Since the RT prediction models are trained using only data from the respective MB-subsets, more accurate models may be reached for less heterogeneous subsets of molecules. Hence, the RT filtering could work well in such cases²⁶.

Performance for different compound classifications

Next we investigate how LC-MS²Struct can improve the annotation across different categories in two molecule classification systems, ClassyFire⁵¹ and PubChemLite⁴⁰. Figure 3 shows the average top-1 and top-20 accuracy improvement of LC-MS²Struct over the only-MS² baseline for each ClassyFire super-class and PubChemLite annotation category. For ClassyFire (Fig. 3a), the ranking performance improvement for the different super-classes depends on the MS² scorer. For example, the top-1 accuracy of ‘Alkaloids and derivatives’ can be improved by 10.8 percentage units for MetFrag, but improves much less for CFM-ID and SIRIUS (1.9 and 3.5 percentage units, respectively). For ‘Organic oxygen compounds’, in contrast, the top-1 accuracy improves by about 10 percentage units when using both CFM-ID and MetFrag, whereas only half that improvement is observed for SIRIUS. This suggests that the CFM-ID results may be improved with the inclusion of more ‘Alkaloids and derivatives’. In addition, the ‘Alkaloids and derivatives’, ‘Organic acids and derivatives’ and ‘Organic nitrogen compounds’ appear less well explained by MetFrag (perhaps with more rearrangements, or less distinguishable spectra), such that the improvement from the RO approach is more apparent. For SIRIUS, ‘Lipids and lipid-like molecules’ as well as ‘Organic oxygen compounds’ benefit the most from LC-MS²Struct in top-1 (both improving by 5.7 percentage units) and top-20 (4.1 and 3.2 percentage units, respectively). In general, for ‘Lipid and lipid-like molecules’, LC-MS²Struct seems to achieve the best improvement (top-1 and top-20) over all MS² scorers. However, depending on the MS² scorer, this improvement distributes differently across the lipid sub-classes (Extended Data Fig. 2), such as ‘Fatty acyls’, ‘Prenol lipids’ or ‘Sphingolipids’.

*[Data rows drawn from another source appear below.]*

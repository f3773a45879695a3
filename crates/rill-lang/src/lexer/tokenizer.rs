use super::winnow::{
    backtrack_err, is_ident_continue, is_ident_start, parse_string_literal, ws, MULTI_PUNCT,
    SINGLE_PUNCT,
};
use rill_core::span::{LineIndex, Span};
use thiserror::Error;
use winnow::combinator::{alt, opt};
use winnow::error::ErrMode;
use winnow::token::{one_of, take_while};
use winnow::{ModalResult, Parser};

#[derive(Debug, Clone, Copy, PartialEq, Eq)]
pub enum Keyword {
    Let,
    Fn,
    Async,
    Await,
    Match,
    If,
    Else,
    Record,
    Enum,
    Type,
    Where,
    Import,
    Export,
    From,
    As,
    With,
    True,
    False,
}

impl Keyword {
    fn from_lexeme(lexeme: &str) -> Option<Self> {
        match lexeme {
            "let" => Some(Self::Let),
            "fn" => Some(Self::Fn),
            "async" => Some(Self::Async),
            "await" => Some(Self::Await),
            "match" => Some(Self::Match),
            "if" => Some(Self::If),
            "else" => Some(Self::Else),
            "record" => Some(Self::Record),
            "enum" => Some(Self::Enum),
            "type" => Some(Self::Type),
            "where" => Some(Self::Where),
            "import" => Some(Self::Import),
            "export" => Some(Self::Export),
            "from" => Some(Self::From),
            "as" => Some(Self::As),
            "with" => Some(Self::With),
            "true" => Some(Self::True),
            "false" => Some(Self::False),
            _ => None,
        }
    }
}

#[derive(Debug, Clone, PartialEq, Eq)]
pub struct Token {
    pub kind: TokenKind,
    /// Source text of the token; for string literals the unescaped contents.
    pub lexeme: String,
    pub span: Span,
}

#[derive(Debug, Clone, Copy, PartialEq, Eq)]
pub enum TokenKind {
    Ident,
    Int,
    Float,
    StringLiteral,
    Symbol,
    Keyword(Keyword),
}

#[derive(Debug, Error, Clone, PartialEq)]
#[error("{message}")]
pub struct LexerError {
    pub message: String,
    pub span: Span,
}

pub fn lex(source: &str) -> Result<Vec<Token>, LexerError> {
    let index = LineIndex::new(source);
    let mut input = source;
    let mut tokens = Vec::new();
    loop {
        let before_ws = source.len() - input.len();
        if let Err(err) = ws.parse_next(&mut input) {
            return Err(match err {
                ErrMode::Cut(_) => LexerError {
                    message: "unterminated block comment".to_string(),
                    span: index.span(before_ws, before_ws),
                },
                _ => LexerError {
                    message: "invalid whitespace".to_string(),
                    span: index.span(before_ws, before_ws),
                },
            });
        }
        if input.is_empty() {
            break;
        }
        let start = source.len() - input.len();
        let mut lexeme = None;
        let kind = match token_parser(&mut input, &mut lexeme) {
            Ok(kind) => kind,
            Err(ErrMode::Cut(_)) => {
                return Err(LexerError {
                    message: "unterminated string literal".to_string(),
                    span: index.span(start, start),
                })
            }
            Err(_) => {
                let found = input.chars().next().unwrap_or_default();
                return Err(LexerError {
                    message: format!("unexpected character '{found}'"),
                    span: index.span(start, start),
                });
            }
        };
        let end = source.len() - input.len();
        let text = lexeme.unwrap_or_else(|| source[start..end].to_string());
        let kind = match kind {
            TokenKind::Ident => Keyword::from_lexeme(&text)
                .map(TokenKind::Keyword)
                .unwrap_or(TokenKind::Ident),
            other => other,
        };
        tokens.push(Token {
            kind,
            lexeme: text,
            span: index.span(start, end),
        });
    }
    Ok(tokens)
}

fn token_parser(input: &mut &str, cooked: &mut Option<String>) -> ModalResult<TokenKind> {
    if input.starts_with('"') {
        let text = parse_string_literal(input)?;
        *cooked = Some(text);
        return Ok(TokenKind::StringLiteral);
    }
    alt((number_token, ident_token, symbol_token)).parse_next(input)
}

fn number_token(input: &mut &str) -> ModalResult<TokenKind> {
    take_while(1.., |c: char| c.is_ascii_digit()).parse_next(input)?;
    take_while(0.., |c: char| c.is_ascii_digit() || c == '_').parse_next(input)?;
    // A fraction needs a digit after the dot so `xs.0` and `1..` stay intact.
    let fraction = opt((
        '.',
        one_of(|c: char| c.is_ascii_digit()),
        take_while(0.., |c: char| c.is_ascii_digit() || c == '_'),
    ))
    .parse_next(input)?;
    Ok(if fraction.is_some() {
        TokenKind::Float
    } else {
        TokenKind::Int
    })
}

fn ident_token(input: &mut &str) -> ModalResult<TokenKind> {
    (
        take_while(1, is_ident_start),
        take_while(0.., is_ident_continue),
    )
        .parse_next(input)
        .map(|_| TokenKind::Ident)
}

fn symbol_token(input: &mut &str) -> ModalResult<TokenKind> {
    alt((
        multi_punct_token.map(|_| TokenKind::Symbol),
        single_punct_token.map(|_| TokenKind::Symbol),
    ))
    .parse_next(input)
}

fn multi_punct_token(input: &mut &str) -> ModalResult<&'static str> {
    for sym in MULTI_PUNCT {
        if let Some(rest) = input.strip_prefix(sym) {
            *input = rest;
            return Ok(*sym);
        }
    }
    Err(backtrack_err())
}

fn single_punct_token(input: &mut &str) -> ModalResult<char> {
    one_of(|c: char| SINGLE_PUNCT.contains(c)).parse_next(input)
}

#[cfg(test)]
mod tests {
    use super::*;

    fn kinds(source: &str) -> Vec<TokenKind> {
        lex(source)
            .expect("lex")
            .into_iter()
            .map(|t| t.kind)
            .collect()
    }

    #[test]
    fn float_requires_digit_after_dot() {
        assert_eq!(
            kinds("pair.0 1.5"),
            vec![
                TokenKind::Ident,
                TokenKind::Symbol,
                TokenKind::Int,
                TokenKind::Float
            ]
        );
    }

    #[test]
    fn keywords_are_recognised() {
        assert_eq!(
            kinds("let x"),
            vec![TokenKind::Keyword(Keyword::Let), TokenKind::Ident]
        );
    }
}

**Fig. 3: Performance gain by LC-MS²Struct across molecular classes.**

For the PubChemLite classification (Fig. 3b), we also see that the MS² scorers benefit differently from LC-MS²Struct. The improvement is generally close to the average improvement of the respective MS² scorers and seems more equally distributed across the annotation categories.

For example for CFM-ID, the biggest top-1 improvements are in the ‘foodRelated’ and ‘noClassification’ categories. On the other hand, for SIRIUS the ‘pharmacoInfo’ and ‘bioPathway’ categories improve the most. MetFrag shows the most consistent performance improvement across the categories. ‘agroChemInfo’ benefits the least from LC-MS²Struct (top-1 and top-20). A possible explanation could be that the molecules categorized as agrochemicals are mainly ‘Benzenoids’ (48.5%), ‘Organoheterocyclic compounds’ (25.9%) and ‘Organic acids and derivatives’ (11.6%). As shown in Fig. 3a, these three ClassyFire classes show low (CFM-ID and MetFrag) or practically no (SIRIUS) improvement when using ROs.

Annotation of stereoisomers

Finally, we study whether LC-MS²Struct can annotate stereoisomers more accurately than MS² alone, considering differences between stereoisomers that vary in their double-bond orientation (for example, cis–trans or E–Z isomerism), which may potentially lead to differences in their LC behaviour (Fig. 4a). We consider candidate sets containing stereoisomers and evaluate LC-MS²Struct only using MassBank records where the ground-truth structure has stereochemistry information provided, that is, where the InChIKey second block is not ‘UHFFFAOYSA’ (ONLYSTEREO data set-up; Methods). The molecular candidates are represented using two different molecular fingerprints: one that includes stereochemistry information (3D); and one that omits it (2D) (Methods). This allows us to assess the importance of stereochemistry-aware features for the structure annotation.

Figure 5a shows the ranking performance of LC-MS²Struct using 2D and 3D fingerprints.

**Fig. 4: Application of LC-MS2Struct to annotate stereoisomers.**

When looking into the top-1 performance of LC-MS²Struct (3D) for the individual MS² scorers, we observe an improvement by 2.6, 3.8 and 3.2 percentage units for CFM-ID, MetFrag and SIRIUS, respectively. This translates to performance gains of 87.3%, 95.9% and 44.3%, respectively.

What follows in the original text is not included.